Stored data:
▼▼▼

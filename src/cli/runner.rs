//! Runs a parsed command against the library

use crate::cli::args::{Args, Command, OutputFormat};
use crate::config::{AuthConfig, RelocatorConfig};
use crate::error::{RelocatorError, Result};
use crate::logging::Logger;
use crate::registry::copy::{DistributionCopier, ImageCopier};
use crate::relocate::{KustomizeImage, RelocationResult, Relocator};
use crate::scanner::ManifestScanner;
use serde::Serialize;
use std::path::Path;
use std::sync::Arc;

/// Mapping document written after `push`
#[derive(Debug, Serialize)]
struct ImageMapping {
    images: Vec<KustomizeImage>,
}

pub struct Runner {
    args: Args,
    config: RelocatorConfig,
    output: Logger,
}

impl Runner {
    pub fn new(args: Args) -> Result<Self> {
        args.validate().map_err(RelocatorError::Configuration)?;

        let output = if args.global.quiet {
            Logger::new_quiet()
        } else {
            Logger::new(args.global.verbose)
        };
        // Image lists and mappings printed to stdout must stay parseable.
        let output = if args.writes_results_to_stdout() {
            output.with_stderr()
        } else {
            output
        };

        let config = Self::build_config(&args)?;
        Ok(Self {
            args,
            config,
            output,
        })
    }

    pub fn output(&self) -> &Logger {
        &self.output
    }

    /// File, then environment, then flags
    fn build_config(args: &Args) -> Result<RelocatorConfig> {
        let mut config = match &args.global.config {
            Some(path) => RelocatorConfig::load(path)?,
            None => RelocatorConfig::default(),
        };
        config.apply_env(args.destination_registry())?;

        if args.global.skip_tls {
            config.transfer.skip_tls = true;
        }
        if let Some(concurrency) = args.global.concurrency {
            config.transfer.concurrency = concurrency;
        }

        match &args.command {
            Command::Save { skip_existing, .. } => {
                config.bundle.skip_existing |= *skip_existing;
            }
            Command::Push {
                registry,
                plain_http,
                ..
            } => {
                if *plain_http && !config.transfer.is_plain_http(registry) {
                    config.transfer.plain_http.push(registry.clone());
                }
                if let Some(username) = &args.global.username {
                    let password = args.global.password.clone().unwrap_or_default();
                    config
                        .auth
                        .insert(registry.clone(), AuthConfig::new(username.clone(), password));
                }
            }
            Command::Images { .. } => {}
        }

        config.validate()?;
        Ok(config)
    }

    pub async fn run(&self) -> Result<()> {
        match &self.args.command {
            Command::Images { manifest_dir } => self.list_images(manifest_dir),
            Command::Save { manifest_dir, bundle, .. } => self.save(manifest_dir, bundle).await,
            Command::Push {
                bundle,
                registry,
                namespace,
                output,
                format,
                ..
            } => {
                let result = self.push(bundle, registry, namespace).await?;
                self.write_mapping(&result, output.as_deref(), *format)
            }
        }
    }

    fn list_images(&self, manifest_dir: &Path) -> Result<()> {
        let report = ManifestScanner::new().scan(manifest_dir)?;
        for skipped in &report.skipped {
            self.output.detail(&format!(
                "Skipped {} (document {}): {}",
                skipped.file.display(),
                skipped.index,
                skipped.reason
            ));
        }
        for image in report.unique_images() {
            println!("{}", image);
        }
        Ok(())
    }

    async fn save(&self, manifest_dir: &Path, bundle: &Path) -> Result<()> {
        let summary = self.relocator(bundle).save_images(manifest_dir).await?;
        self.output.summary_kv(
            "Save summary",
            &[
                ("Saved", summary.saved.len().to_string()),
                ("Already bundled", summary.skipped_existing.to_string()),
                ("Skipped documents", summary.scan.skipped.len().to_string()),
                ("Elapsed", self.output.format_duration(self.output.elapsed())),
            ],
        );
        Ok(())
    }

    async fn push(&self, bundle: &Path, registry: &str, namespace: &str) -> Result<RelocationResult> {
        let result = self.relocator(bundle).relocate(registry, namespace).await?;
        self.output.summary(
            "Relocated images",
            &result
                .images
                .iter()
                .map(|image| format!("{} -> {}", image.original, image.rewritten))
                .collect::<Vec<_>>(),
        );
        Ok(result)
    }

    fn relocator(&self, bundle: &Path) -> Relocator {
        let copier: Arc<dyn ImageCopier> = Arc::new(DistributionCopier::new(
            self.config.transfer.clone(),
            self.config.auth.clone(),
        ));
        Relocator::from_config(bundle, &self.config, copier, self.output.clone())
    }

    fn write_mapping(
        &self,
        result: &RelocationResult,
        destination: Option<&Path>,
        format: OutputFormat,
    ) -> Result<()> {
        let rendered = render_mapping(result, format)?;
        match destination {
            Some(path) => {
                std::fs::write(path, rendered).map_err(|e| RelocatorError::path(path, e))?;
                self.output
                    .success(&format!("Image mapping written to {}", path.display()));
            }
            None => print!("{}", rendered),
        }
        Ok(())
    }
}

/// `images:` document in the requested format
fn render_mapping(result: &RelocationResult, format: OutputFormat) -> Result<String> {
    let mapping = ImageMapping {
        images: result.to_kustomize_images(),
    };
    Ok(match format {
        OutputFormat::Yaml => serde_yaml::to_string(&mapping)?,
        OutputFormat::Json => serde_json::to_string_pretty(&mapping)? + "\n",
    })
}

▲▲▲

*WHAT YOU ARE ASKED TO DO:*
Reprint the entries above in full, exactly as they are.

*RESULT:*
filename src/cli/runner.rs
//! Runs a parsed command against the library

use crate::cli::args::{Args, Command, OutputFormat};
use crate::config::{AuthConfig, RelocatorConfig};
use crate::error::{RelocatorError, Result};
use crate::logging::Logger;
use crate::registry::copy::{DistributionCopier, ImageCopier};
use crate::relocate::{KustomizeImage, RelocationResult, Relocator};
use crate::scanner::ManifestScanner;
use serde::Serialize;
use std::path::Path;
use std::sync::Arc;

/// Mapping document written after `push`
#[derive(Debug, Serialize)]
struct ImageMapping {
    images: Vec<KustomizeImage>,
}

pub struct Runner {
    args: Args,
    config: RelocatorConfig,
    output: Logger,
}

impl Runner {
    pub fn new(args: Args) -> Result<Self> {
        args.validate().map_err(RelocatorError::Configuration)?;

        let output = if args.global.quiet {
            Logger::new_quiet()
        } else {
            Logger::new(args.global.verbose)
        };
        // Image lists and mappings printed to stdout must stay parseable.
        let output = if args.writes_results_to_stdout() {
            output.with_stderr()
        } else {
            output
        };

        let config = Self::build_config(&args)?;
        Ok(Self {
            args,
            config,
            output,
        })
    }

    pub fn output(&self) -> &Logger {
        &self.output
    }

    /// File, then environment, then flags
    fn build_config(args: &Args) -> Result<RelocatorConfig> {
        let mut config = match &args.global.config {
            Some(path) => RelocatorConfig::load(path)?,
            None => RelocatorConfig::default(),
        };
        config.apply_env(args.destination_registry())?;

        if args.global.skip_tls {
            config.transfer.skip_tls = true;
        }
        if let Some(concurrency) = args.global.concurrency {
            config.transfer.concurrency = concurrency;
        }

        match &args.command {
            Command::Save { skip_existing, .. } => {
                config.bundle.skip_existing |= *skip_existing;
            }
            Command::Push {
                registry,
                plain_http,
                ..
            } => {
                if *plain_http && !config.transfer.is_plain_http(registry) {
                    config.transfer.plain_http.push(registry.clone());
                }
                if let Some(username) = &args.global.username {
                    let password = args.global.password.clone().unwrap_or_default();
                    config
                        .auth
                        .insert(registry.clone(), AuthConfig::new(username.clone(), password));
                }
            }
            Command::Images { .. } => {}
        }

        config.validate()?;
        Ok(config)
    }

    pub async fn run(&self) -> Result<()> {
        match &self.args.command {
            Command::Images { manifest_dir } => self.list_images(manifest_dir),
            Command::Save { manifest_dir, bundle, .. } => self.save(manifest_dir, bundle).await,
            Command::Push {
                bundle,
                registry,
                namespace,
                output,
                format,
                ..
            } => {
                let result = self.push(bundle, registry, namespace).await?;
                self.write_mapping(&result, output.as_deref(), *format)
            }
        }
    }

    fn list_images(&self, manifest_dir: &Path) -> Result<()> {
        let report = ManifestScanner::new().scan(manifest_dir)?;
        for skipped in &report.skipped {
            self.output.detail(&format!(
                "Skipped {} (document {}): {}",
                skipped.file.display(),
                skipped.index,
                skipped.reason
            ));
        }
        for image in report.unique_images() {
            println!("{}", image);
        }
        Ok(())
    }

    async fn save(&self, manifest_dir: &Path, bundle: &Path) -> Result<()> {
        let summary = self.relocator(bundle).save_images(manifest_dir).await?;
        self.output.summary_kv(
            "Save summary",
            &[
                ("Saved", summary.saved.len().to_string()),
                ("Already bundled", summary.skipped_existing.to_string()),
                ("Skipped documents", summary.scan.skipped.len().to_string()),
                ("Elapsed", self.output.format_duration(self.output.elapsed())),
            ],
        );
        Ok(())
    }

    async fn push(&self, bundle: &Path, registry: &str, namespace: &str) -> Result<RelocationResult> {
        let result = self.relocator(bundle).relocate(registry, namespace).await?;
        self.output.summary(
            "Relocated images",
            &result
                .images
                .iter()
                .map(|image| format!("{} -> {}", image.original, image.rewritten))
                .collect::<Vec<_>>(),
        );
        Ok(result)
    }

    fn relocator(&self, bundle: &Path) -> Relocator {
        let copier: Arc<dyn ImageCopier> = Arc::new(DistributionCopier::new(
            self.config.transfer.clone(),
            self.config.auth.clone(),
        ));
        Relocator::from_config(bundle, &self.config, copier, self.output.clone())
    }

    fn write_mapping(
        &self,
        result: &RelocationResult,
        destination: Option<&Path>,
        format: OutputFormat,
    ) -> Result<()> {
        let rendered = render_mapping(result, format)?;
        match destination {
            Some(path) => {
                std::fs::write(path, rendered).map_err(|e| RelocatorError::path(path, e))?;
                self.output
                    .success(&format!("Image mapping written to {}", path.display()));
            }
            None => print!("{}", rendered),
        }
        Ok(())
    }
}

/// `images:` document in the requested format
fn render_mapping(result: &RelocationResult, format: OutputFormat) -> Result<String> {
    let mapping = ImageMapping {
        images: result.to_kustomize_images(),
    };
    Ok(match format {
        OutputFormat::Yaml => serde_yaml::to_string(&mapping)?,
        OutputFormat::Json => serde_json::to_string_pretty(&mapping)? + "\n",
    })
}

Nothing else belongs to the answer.